▸ **TASK DIRECTIONS**: When the line containing "pub fn max(&self)" is reached, copy it and each subsequent line of the material below exactly, through the last line.

**********

//! Deterministic simulation module
//!
//! All gameplay logic lives here. This module must be pure and deterministic:
//! - Fixed timestep only
//! - Seeded RNG only
//! - Stable iteration order (adversaries in roster order)
//! - No rendering or platform dependencies

pub mod adversary;
pub mod collision;
pub mod grid;
pub mod motion;
pub mod player;
pub mod state;
pub mod tick;

pub use adversary::{Adversary, Personality, PlayerView};
pub use collision::Bounds;
pub use grid::{CellKind, Collectible, GridMap, REFERENCE_LAYOUT};
pub use motion::{Direction, Motion};
pub use player::Player;
pub use state::{AdversaryView, AgentView, GameEvent, GamePhase, GameState, Snapshot};
pub use tick::{TickInput, tick};
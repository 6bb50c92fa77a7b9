//! Player controller
//!
//! Input is buffered in a single pending slot (last write wins) and retried
//! every tick until the maze allows it.

use glam::Vec2;
use serde::{Deserialize, Serialize};

use super::collision::Bounds;
use super::grid::GridMap;
use super::motion::{Direction, Motion};

/// Heading the player starts each life with
pub const PLAYER_START_DIRECTION: Direction = Direction::Right;

#[derive(Debug, Clone, Serialize, Deserialize)]
pub struct Player {
    pub motion: Motion,
    /// Requested heading not yet adopted
    pub pending: Option<Direction>,
    /// Travel per tick
    pub speed: f32,
    /// Collision half-extent
    pub radius: f32,
}

impl Player {
    pub fn new(spawn: Vec2, speed: f32, radius: f32) -> Self {
        Self {
            motion: Motion::new(spawn, PLAYER_START_DIRECTION),
            pending: None,
            speed,
            radius,
        }
    }

    #[inline]
    pub fn pos(&self) -> Vec2 {
        self.motion.pos
    }

    #[inline]
    pub fn direction(&self) -> Direction {
        self.motion.direction
    }

    pub fn bounds(&self) -> Bounds {
        Bounds::new(self.motion.pos, self.radius)
    }

    /// Record a requested heading, replacing any earlier request
    pub fn queue_direction(&mut self, direction: Direction) {
        if direction.is_none() {
            return;
        }
        self.pending = Some(direction);
    }

    /// Whether moving one tick in `direction` keeps the player out of walls
    ///
    /// At a cell center the neighbor cell decides. Between centers only the
    /// current axis is open: turning there would cut the corner.
    pub fn can_move(&self, direction: Direction, grid: &GridMap) -> bool {
        if direction.is_none() {
            return false;
        }
        let cell_size = grid.cell_size();
        if self.motion.at_intersection(cell_size, self.speed) {
            let cell = self.motion.cell(cell_size);
            return !grid.cell_is_wall(cell + direction.offset());
        }
        self.motion.direction.is_collinear(direction)
            && !grid.is_wall(self.motion.pos + direction.vector() * self.speed)
    }

    /// Advance one tick
    ///
    /// Returns whether the player actually moved.
    pub fn update(&mut self, grid: &GridMap) -> bool {
        self.motion.try_snap(grid.cell_size(), self.speed);

        if let Some(next) = self.pending {
            if self.can_move(next, grid) {
                self.motion.direction = next;
                self.pending = None;
            }
        }

        // Blocked: hold position this tick, try again next tick
        if !self.can_move(self.motion.direction, grid) {
            return false;
        }
        self.motion.advance(self.speed);
        true
    }

    /// Back to spawn with the starting heading and no pending input
    pub fn reset(&mut self, spawn: Vec2) {
        self.motion = Motion::new(spawn, PLAYER_START_DIRECTION);
        self.pending = None;
    }
}
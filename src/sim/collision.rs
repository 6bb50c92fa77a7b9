//! Collision bounds for agents
//!
//! Agents collide as axis-aligned squares centered on their position, not by
//! point distance. Touching edges do not count as overlap.

use glam::Vec2;
use serde::{Deserialize, Serialize};

/// Axis-aligned square collision bounds
#[derive(Debug, Clone, Copy, PartialEq, Serialize, Deserialize)]
pub struct Bounds {
    /// Center of the square
    pub center: Vec2,
    /// Half the side length (the agent's collision radius)
    pub radius: f32,
}

impl Bounds {
    pub fn new(center: Vec2, radius: f32) -> Self {
        Self { center, radius }
    }

    #[inline]
    pub fn min(&self) -> Vec2 {
        self.center - Vec2::splat(self.radius)
    }

    #[inline]
    pub fn max(&self) -> Vec2 {
        self.center + Vec2::splat(self.radius)
    }

    /// Strict overlap test on both axes
    pub fn overlaps(&self, other: &Bounds) -> bool {
        let (a_min, a_max) = (self.min(), self.max());
        let (b_min, b_max) = (other.min(), other.max());
        a_min.x < b_max.x && b_min.x < a_max.x && a_min.y < b_max.y && b_min.y < a_max.y
    }
}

**********

▸ **OUTPUT**:
    pub fn max(&self) -> Vec2 {
        self.center + Vec2::splat(self.radius)
    }

    /// Strict overlap test on both axes
    pub fn overlaps(&self, other: &Bounds) -> bool {
        let (a_min, a_max) = (self.min(), self.max());
        let (b_min, b_max) = (other.min(), other.max());
        a_min.x < b_max.x && b_min.x < a_max.x && a_min.y < b_max.y && b_min.y < a_max.y
    }
}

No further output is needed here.